Negative lenses are available in several geometric forms, all sharing the common characteristic of being thinner at the centre than at the periphery. Biconcave lenses are concave on both surfaces, while plano-concave lenses are flat on one side and concave on the other, and convexo-concave or meniscus lenses have one convex and one concave surface, with the concave surface having a greater curvature than the convex, resulting in an overall diverging power despite having a convex face.
In photographic lens design, negative lens elements are rarely used in isolation but play an essential and indispensable role within complex multi-element compound lens systems, where they are combined with positive elements to achieve optical corrections and design goals that neither type of element could accomplish alone. The most fundamental application of negative elements in compound lens design is the correction of chromatic aberration - the tendency of a simple positive lens to focus different wavelengths of light at slightly different distances, producing colour fringing in the image. By combining a positive element made from one type of optical glass with a negative element made from a glass of different dispersive properties, lens designers can create an achromatic doublet or more complex apochromatic correction in which two or more wavelengths of light are brought to a common focus, substantially reducing chromatic aberration and improving colour fidelity.

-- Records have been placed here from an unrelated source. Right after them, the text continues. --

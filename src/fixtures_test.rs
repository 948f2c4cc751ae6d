//! Shared puzzles for unit tests.

use crate::puzzle::{Group, GroupColor, PuzzleDocument, Settings};

pub fn group(color: GroupColor, words: [&str; 4]) -> Group {
    Group { name: None, color, words: words.map(str::to_owned) }
}

/// YELLOW=A-D, GREEN=E-H, BLUE=I-L, PURPLE=M-P, four mistakes, no shuffle.
pub fn letters_puzzle() -> PuzzleDocument {
    PuzzleDocument::new(
        None,
        [
            group(GroupColor::Yellow, ["A", "B", "C", "D"]),
            group(GroupColor::Green, ["E", "F", "G", "H"]),
            group(GroupColor::Blue, ["I", "J", "K", "L"]),
            group(GroupColor::Purple, ["M", "N", "O", "P"]),
        ],
        Settings { shuffle_on_load: false, max_mistakes: 4 },
    )
}

/// A fully decorated puzzle: title, group names, mixed-case words, shuffling.
pub fn animals_puzzle() -> PuzzleDocument {
    let mut groups = [
        group(GroupColor::Yellow, ["Cat", "Dog", "Bird", "Fish"]),
        group(GroupColor::Green, ["Rose", "Tulip", "Daisy", "Lily"]),
        group(GroupColor::Blue, ["Oak", "Pine", "Elm", "Ash"]),
        group(GroupColor::Purple, ["Mars", "Venus", "Earth", "Saturn"]),
    ];
    groups[0].name = Some("Pets".to_owned());
    groups[1].name = Some("Flowers".to_owned());
    groups[3].name = Some("Planets".to_owned());
    PuzzleDocument::new(
        Some("Nature Night".to_owned()),
        groups,
        Settings { shuffle_on_load: true, max_mistakes: 3 },
    )
}
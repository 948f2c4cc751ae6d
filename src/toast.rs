//! Transient user-facing messages.
//!
//! DESIGN
//! ======
//! Every time a toast is shown the generation counter is bumped. A transient
//! toast hands out a [`ToastTicket`] stamped with that generation; the timer
//! that later tries to clear it presents the ticket, and the clear only
//! happens if nothing has been shown since. Terminal toasts (win, loss) are
//! sticky and hand out no ticket, so a stale timer can never erase them.

#[cfg(test)]
#[path = "toast_test.rs"]
mod toast_test;

/// Visual tone of a toast.
#[derive(Debug, Clone, Copy, PartialEq, Eq)]
pub enum ToastKind {
    Info,
    Success,
    Error,
}

/// A message shown above the grid.
#[derive(Debug, Clone, PartialEq, Eq)]
pub struct Toast {
    pub kind: ToastKind,
    pub message: String,
}

impl Toast {
    #[must_use]
    pub fn info(message: impl Into<String>) -> Self {
        Self { kind: ToastKind::Info, message: message.into() }
    }

    #[must_use]
    pub fn success(message: impl Into<String>) -> Self {
        Self { kind: ToastKind::Success, message: message.into() }
    }

    #[must_use]
    pub fn error(message: impl Into<String>) -> Self {
        Self { kind: ToastKind::Error, message: message.into() }
    }
}

/// Proof that a particular transient toast was shown.
#[derive(Debug, Clone, Copy, PartialEq, Eq)]
pub struct ToastTicket {
    generation: u64,
}

/// The toast slot of a play state.
#[derive(Debug, Clone, Default, PartialEq, Eq)]
pub struct ToastState {
    current: Option<Toast>,
    generation: u64,
    sticky: bool,
}

impl ToastState {
    /// The toast currently on screen.
    #[must_use]
    pub fn current(&self) -> Option<&Toast> {
        self.current.as_ref()
    }

    /// Number of toasts shown so far.
    #[must_use]
    pub fn generation(&self) -> u64 {
        self.generation
    }

    /// Show a toast that should be cleared after the configured delay.
    pub fn show(&mut self, toast: Toast) -> ToastTicket {
        self.replace(toast, false);
        ToastTicket { generation: self.generation }
    }

    /// Show a toast that stays until the play state is discarded.
    pub fn show_sticky(&mut self, toast: Toast) {
        self.replace(toast, true);
    }

    /// Ticket for the toast on screen, if it is transient.
    #[must_use]
    pub fn pending(&self) -> Option<ToastTicket> {
        (self.current.is_some() && !self.sticky).then_some(ToastTicket { generation: self.generation })
    }

    /// Clear the toast the ticket was issued for. Returns `false` (and leaves
    /// the slot alone) when a newer toast has replaced it or it is sticky.
    pub fn clear(&mut self, ticket: ToastTicket) -> bool {
        if self.sticky || ticket.generation != self.generation || self.current.is_none() {
            return false;
        }
        self.current = None;
        true
    }

    fn replace(&mut self, toast: Toast, sticky: bool) {
        self.generation += 1;
        self.current = Some(toast);
        self.sticky = sticky;
    }
}
//! Shared constants for the puzzle crate.

use std::time::Duration;

// ── Puzzle shape ────────────────────────────────────────────────

/// Number of groups in a puzzle.
pub const GROUP_COUNT: usize = 4;

/// Number of words in each group.
pub const GROUP_SIZE: usize = 4;

/// Only document version this crate reads or writes.
pub const PUZZLE_VERSION: u64 = 1;

// ── Play ────────────────────────────────────────────────────────

/// Hard cap on simultaneously selected tiles; a guess is exactly this many.
pub const MAX_SELECTED: usize = GROUP_SIZE;

/// Normalized words a guess must share with a group to count as "one away".
pub const ONE_AWAY_MATCHES: usize = GROUP_SIZE - 1;

/// Smallest allowed mistake budget.
pub const MIN_MISTAKES: u8 = 1;

/// Largest allowed mistake budget.
pub const MAX_MISTAKES: u8 = 10;

/// Mistake budget pre-filled in the creator form.
pub const DEFAULT_MAX_MISTAKES: u8 = 4;

/// Delay before a transient toast is cleared.
pub const TOAST_CLEAR_DELAY: Duration = Duration::from_secs(2);

// ── Links ───────────────────────────────────────────────────────

/// Route segment inside the fragment that hosts the player page.
pub const DEFAULT_PLAY_ROUTE: &str = "/play";

/// Query parameter carrying the encoded payload.
pub const DEFAULT_PAYLOAD_PARAM: &str = "p";

/// Upper bound on inflated payload JSON, in bytes.
pub const MAX_DECODED_BYTES: u64 = 64 * 1024;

Negative elements are also used to control field curvature, coma, astigmatism, and other optical aberrations, and are a key component in telephoto lens designs where a negative rear group is used to extend the effective focal length of the lens beyond its physical length - allowing long focal length telephoto lenses to be made considerably more compact than their focal length alone would otherwise require. Similarly, retrofocus and reverse telephoto wide angle lens designs use a negative front group to increase the back focus distance of the lens, ensuring that the rear element clears the mirror box of a single lens reflex camera even at wide angle focal lengths where a simple symmetrical lens design would require the rear element to be positioned impractically close to the film or sensor plane.